## ACTIVITY
Starting with the line that contains "harness for reducers" and stopping after the line that contains "pub mod reducer_test;", return each line below exactly as written, with no others.

[Records drawn from a dataset]
****************************************

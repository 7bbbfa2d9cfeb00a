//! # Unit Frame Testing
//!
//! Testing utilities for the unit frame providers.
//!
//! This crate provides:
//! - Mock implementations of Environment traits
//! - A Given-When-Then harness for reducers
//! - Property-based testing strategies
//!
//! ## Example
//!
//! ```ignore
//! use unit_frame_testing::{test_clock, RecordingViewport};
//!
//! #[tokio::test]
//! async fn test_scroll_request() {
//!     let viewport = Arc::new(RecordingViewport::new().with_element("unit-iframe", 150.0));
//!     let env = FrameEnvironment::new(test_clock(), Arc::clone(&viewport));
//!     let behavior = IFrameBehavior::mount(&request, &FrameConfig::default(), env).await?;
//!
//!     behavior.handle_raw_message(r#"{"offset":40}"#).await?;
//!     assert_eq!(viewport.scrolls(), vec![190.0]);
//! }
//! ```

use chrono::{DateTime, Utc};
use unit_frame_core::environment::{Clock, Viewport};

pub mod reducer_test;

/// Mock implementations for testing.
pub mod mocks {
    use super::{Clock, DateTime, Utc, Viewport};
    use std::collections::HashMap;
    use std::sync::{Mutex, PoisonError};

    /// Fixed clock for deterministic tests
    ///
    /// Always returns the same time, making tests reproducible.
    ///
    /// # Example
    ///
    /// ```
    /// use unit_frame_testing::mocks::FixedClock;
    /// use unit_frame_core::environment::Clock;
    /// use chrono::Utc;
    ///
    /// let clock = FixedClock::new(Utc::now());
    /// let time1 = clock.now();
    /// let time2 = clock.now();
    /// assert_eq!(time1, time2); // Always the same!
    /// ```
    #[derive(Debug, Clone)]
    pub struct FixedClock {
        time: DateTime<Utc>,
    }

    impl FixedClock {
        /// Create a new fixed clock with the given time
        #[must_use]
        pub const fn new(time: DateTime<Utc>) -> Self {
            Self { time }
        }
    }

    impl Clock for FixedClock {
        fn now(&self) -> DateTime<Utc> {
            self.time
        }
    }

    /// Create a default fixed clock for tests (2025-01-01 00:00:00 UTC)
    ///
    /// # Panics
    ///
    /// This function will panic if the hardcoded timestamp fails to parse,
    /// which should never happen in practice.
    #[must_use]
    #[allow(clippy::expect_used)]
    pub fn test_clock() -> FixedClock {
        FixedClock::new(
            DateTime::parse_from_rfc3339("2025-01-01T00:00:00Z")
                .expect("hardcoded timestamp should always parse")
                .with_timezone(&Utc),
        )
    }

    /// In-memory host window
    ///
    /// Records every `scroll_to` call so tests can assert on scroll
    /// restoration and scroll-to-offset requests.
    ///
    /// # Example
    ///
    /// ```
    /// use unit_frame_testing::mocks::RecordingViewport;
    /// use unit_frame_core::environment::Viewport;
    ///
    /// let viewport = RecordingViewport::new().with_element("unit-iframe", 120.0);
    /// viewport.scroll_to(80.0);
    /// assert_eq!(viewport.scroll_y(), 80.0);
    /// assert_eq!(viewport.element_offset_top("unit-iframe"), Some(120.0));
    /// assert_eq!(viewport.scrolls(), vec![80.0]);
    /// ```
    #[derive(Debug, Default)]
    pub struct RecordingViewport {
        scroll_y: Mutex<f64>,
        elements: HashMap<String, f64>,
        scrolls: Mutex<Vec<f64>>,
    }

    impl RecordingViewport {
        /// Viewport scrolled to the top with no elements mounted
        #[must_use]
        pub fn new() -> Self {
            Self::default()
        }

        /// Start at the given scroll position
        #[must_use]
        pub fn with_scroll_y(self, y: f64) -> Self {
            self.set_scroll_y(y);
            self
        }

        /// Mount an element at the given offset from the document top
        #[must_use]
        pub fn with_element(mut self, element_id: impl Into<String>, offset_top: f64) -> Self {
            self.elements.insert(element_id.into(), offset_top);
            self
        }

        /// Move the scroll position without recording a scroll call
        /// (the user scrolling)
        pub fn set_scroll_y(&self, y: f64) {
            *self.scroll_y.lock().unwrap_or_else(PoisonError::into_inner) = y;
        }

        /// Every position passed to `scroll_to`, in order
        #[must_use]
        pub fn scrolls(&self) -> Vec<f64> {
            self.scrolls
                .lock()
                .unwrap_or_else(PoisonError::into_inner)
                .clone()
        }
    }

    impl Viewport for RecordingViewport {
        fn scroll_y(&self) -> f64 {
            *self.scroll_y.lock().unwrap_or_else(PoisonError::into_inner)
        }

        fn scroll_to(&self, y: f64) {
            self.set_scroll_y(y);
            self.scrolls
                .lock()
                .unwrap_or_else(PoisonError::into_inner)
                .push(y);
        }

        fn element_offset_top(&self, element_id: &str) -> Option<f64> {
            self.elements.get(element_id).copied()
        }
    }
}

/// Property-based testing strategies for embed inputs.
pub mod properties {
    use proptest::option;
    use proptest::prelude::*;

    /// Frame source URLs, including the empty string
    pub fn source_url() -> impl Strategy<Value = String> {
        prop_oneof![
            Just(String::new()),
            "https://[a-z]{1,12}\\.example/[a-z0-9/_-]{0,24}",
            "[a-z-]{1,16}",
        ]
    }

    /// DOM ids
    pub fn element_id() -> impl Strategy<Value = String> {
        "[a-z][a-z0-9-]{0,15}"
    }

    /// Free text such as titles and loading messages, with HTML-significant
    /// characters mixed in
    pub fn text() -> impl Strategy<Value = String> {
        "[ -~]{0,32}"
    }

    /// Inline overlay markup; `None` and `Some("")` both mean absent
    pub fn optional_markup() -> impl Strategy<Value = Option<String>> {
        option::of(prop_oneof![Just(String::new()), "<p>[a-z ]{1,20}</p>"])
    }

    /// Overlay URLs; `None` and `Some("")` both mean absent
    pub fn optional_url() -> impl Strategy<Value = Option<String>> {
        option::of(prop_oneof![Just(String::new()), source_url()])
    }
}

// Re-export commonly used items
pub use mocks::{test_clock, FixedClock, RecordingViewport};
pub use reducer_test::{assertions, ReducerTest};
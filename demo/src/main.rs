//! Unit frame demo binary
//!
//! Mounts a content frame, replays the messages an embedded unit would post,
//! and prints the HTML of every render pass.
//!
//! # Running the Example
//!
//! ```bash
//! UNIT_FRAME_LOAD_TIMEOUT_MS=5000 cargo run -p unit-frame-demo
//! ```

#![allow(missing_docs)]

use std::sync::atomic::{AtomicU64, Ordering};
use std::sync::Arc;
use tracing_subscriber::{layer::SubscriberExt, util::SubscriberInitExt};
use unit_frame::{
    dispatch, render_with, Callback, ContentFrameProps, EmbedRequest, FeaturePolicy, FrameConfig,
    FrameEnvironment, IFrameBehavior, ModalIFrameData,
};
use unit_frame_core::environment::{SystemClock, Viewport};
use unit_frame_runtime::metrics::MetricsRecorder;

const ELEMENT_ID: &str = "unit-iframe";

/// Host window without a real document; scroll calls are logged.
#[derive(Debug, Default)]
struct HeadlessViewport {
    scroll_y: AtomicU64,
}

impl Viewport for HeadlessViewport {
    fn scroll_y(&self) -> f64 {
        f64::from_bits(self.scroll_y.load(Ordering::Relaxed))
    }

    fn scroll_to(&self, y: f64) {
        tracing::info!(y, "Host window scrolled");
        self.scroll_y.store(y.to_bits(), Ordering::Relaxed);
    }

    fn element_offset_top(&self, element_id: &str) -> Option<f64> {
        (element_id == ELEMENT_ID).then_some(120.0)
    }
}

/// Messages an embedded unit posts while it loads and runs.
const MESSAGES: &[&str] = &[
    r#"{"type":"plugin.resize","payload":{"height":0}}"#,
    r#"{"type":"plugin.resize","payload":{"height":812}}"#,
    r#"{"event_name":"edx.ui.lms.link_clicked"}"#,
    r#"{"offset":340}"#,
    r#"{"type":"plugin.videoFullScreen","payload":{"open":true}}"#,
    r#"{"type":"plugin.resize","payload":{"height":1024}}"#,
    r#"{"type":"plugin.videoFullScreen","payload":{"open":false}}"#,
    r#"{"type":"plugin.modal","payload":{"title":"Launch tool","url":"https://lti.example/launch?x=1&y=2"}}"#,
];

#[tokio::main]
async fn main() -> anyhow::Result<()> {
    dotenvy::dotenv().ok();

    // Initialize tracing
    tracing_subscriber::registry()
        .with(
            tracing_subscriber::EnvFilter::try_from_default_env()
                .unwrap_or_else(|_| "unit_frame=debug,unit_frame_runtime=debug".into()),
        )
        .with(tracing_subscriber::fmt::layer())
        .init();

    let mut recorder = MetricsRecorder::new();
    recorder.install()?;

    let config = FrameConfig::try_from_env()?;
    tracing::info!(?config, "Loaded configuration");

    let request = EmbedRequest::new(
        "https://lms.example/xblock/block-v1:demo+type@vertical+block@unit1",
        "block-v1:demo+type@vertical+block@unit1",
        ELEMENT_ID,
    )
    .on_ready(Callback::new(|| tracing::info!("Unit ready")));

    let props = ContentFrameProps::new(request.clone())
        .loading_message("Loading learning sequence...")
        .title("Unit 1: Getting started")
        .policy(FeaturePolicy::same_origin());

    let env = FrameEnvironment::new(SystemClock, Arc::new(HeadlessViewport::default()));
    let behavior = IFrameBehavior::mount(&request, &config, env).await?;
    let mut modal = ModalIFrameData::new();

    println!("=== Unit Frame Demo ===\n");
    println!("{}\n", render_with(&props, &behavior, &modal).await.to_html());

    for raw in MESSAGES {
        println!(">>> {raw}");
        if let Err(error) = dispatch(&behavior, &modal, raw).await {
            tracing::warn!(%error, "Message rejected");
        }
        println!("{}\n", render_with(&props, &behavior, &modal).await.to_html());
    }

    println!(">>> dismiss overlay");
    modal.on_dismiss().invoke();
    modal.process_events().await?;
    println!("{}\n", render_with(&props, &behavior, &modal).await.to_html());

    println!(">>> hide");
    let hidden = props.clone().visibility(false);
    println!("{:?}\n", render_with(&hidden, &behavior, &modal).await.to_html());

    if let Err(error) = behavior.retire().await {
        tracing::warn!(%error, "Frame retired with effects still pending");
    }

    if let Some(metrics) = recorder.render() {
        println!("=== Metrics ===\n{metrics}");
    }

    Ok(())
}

****************************************

## OUTPUT FOR THIS EXERCISE
//! - A Given-When-Then harness for reducers
//! - Property-based testing strategies
//!
//! ## Example
//!
//! ```ignore
//! use unit_frame_testing::{test_clock, RecordingViewport};
//!
//! #[tokio::test]
//! async fn test_scroll_request() {
//!     let viewport = Arc::new(RecordingViewport::new().with_element("unit-iframe", 150.0));
//!     let env = FrameEnvironment::new(test_clock(), Arc::clone(&viewport));
//!     let behavior = IFrameBehavior::mount(&request, &FrameConfig::default(), env).await?;
//!
//!     behavior.handle_raw_message(r#"{"offset":40}"#).await?;
//!     assert_eq!(viewport.scrolls(), vec![190.0]);
//! }
//! ```

use chrono::{DateTime, Utc};
use unit_frame_core::environment::{Clock, Viewport};

pub mod reducer_test;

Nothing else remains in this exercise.